At first, I told myself passing trucks must’ve been the cause. But the van is the only thing directly in front of the trailer so I had to accept that I’d done it to myself.

And it surprised me too because the only dirt or gravel roads I’d been down were the ones in campgrounds. It wasn’t just a couple of pits. Certainly, campgrounds alone couldn’t have caused the extensive damage. Construction zones,  it was the only answer.

The Solution: Mud Flaps

It was obvious that I had to figure out a way for the van not to further damage the trailer. There are people who put covers over the front of their trailers (or over their towed cars in the case of Class A and C motorhomes towing a vehicle).

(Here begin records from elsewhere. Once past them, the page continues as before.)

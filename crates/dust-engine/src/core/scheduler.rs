//! Frame scheduling state machine.
//!
//! The host supplies a [`FrameRequester`] ("call me before the next display
//! refresh") and calls [`Scheduler::on_frame`] from that callback. The
//! scheduler decides whether the tick runs and whether another frame is
//! requested, and guarantees at most one request is in flight.

use crate::api::error::DustError;

/// Host hook that asks for one callback before the next display refresh.
pub trait FrameRequester {
    /// Returns false if the request could not be made.
    fn request_frame(&mut self) -> bool;
}

#[derive(Debug, Clone, Copy, PartialEq, Eq)]
pub enum LoopState {
    /// A frame is scheduled after every tick.
    Running,
    /// No further frames are scheduled.
    Stopped,
}

/// Owns the running/stopped state of the render loop.
#[derive(Debug)]
pub struct Scheduler {
    state: LoopState,
    in_flight: bool,
    frames: u64,
}

impl Scheduler {
    pub fn new() -> Self {
        Self {
            state: LoopState::Stopped,
            in_flight: false,
            frames: 0,
        }
    }

    /// Enter `Running` and request the first frame. Returns the resulting state.
    pub fn start(&mut self, requester: &mut dyn FrameRequester) -> LoopState {
        self.state = LoopState::Running;
        self.schedule(requester);
        self.state
    }

    /// Enter `Stopped`. A frame already in flight will be ignored when it arrives.
    pub fn stop(&mut self) {
        if self.state == LoopState::Running {
            log::info!("render loop stopped after {} frames", self.frames);
        }
        self.state = LoopState::Stopped;
    }

    /// Handle a delivered frame: run `tick` if running, then request the next frame.
    /// A tick error stops the loop.
    pub fn on_frame<T>(
        &mut self,
        requester: &mut dyn FrameRequester,
        tick: impl FnOnce() -> Result<T, DustError>,
    ) -> Option<T> {
        self.in_flight = false;
        if self.state == LoopState::Stopped {
            return None;
        }

        self.frames += 1;
        match tick() {
            Ok(out) => {
                self.schedule(requester);
                Some(out)
            }
            Err(e) => {
                log::warn!("{}; stopping render loop", e);
                self.state = LoopState::Stopped;
                None
            }
        }
    }

    fn schedule(&mut self, requester: &mut dyn FrameRequester) {
        if self.in_flight {
            return;
        }
        if requester.request_frame() {
            self.in_flight = true;
        } else {
            log::warn!("frame request failed; stopping render loop");
            self.state = LoopState::Stopped;
        }
    }

    pub fn state(&self) -> LoopState {
        self.state
    }

    pub fn is_running(&self) -> bool {
        self.state == LoopState::Running
    }

    /// Whether a requested frame has not been delivered yet.
    pub fn frame_pending(&self) -> bool {
        self.in_flight
    }

    /// Ticks run so far.
    pub fn frames(&self) -> u64 {
        self.frames
    }
}

impl Default for Scheduler {
    fn default() -> Self {
        Self::new()
    }
}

But, I didn’t want to change the aesthetic of my trailer. Not if I didn’t have to. I decided to start with mud flaps. And while my first thought was to wonder where I’d take the van to get them installed, upon reflection I decided to  first see if I could do it myself.

Quick Tips

  • The most important thing with this hack is to make sure you purchase the correct mud flaps. I checked a couple sources to verify both recommended the same ones. Returning things is more of a pain on the road so I wanted to get the order right the first time.
  • Mud flaps are also referred to as splash guards and mud guards.
  • This is obvious, but it’s also something I know many of us don’t do. Read the instructions before and during the installation.
  • Have all the tools you’ll need on hand before you start the install. This is a: do-as-I-suggest-not-as-I-did tip.

How Long Did the Project Take

Re-read the fourth bullet above and you can guess how long the project took. Longer than it should have! I estimate the project takes an hour. It took me four. Yep, four hours.


Black lab.

The supervisor standing over me as I work.

I got sidetracked for two hours looking for a half-inch socket wrench. I have tools in various places. It seemed strategic when I separated them into four different spots. It seemed equally stupid not to have everything in my toolbox (in one spot) as I searched and searched for a single tool.

Still two hours?

I have every other size of socket wrench so I just knew I had to have a half-inch one. They came in sets, after all. I refused to give up the search. I started looking in places where tools shouldn’t be. Just in case.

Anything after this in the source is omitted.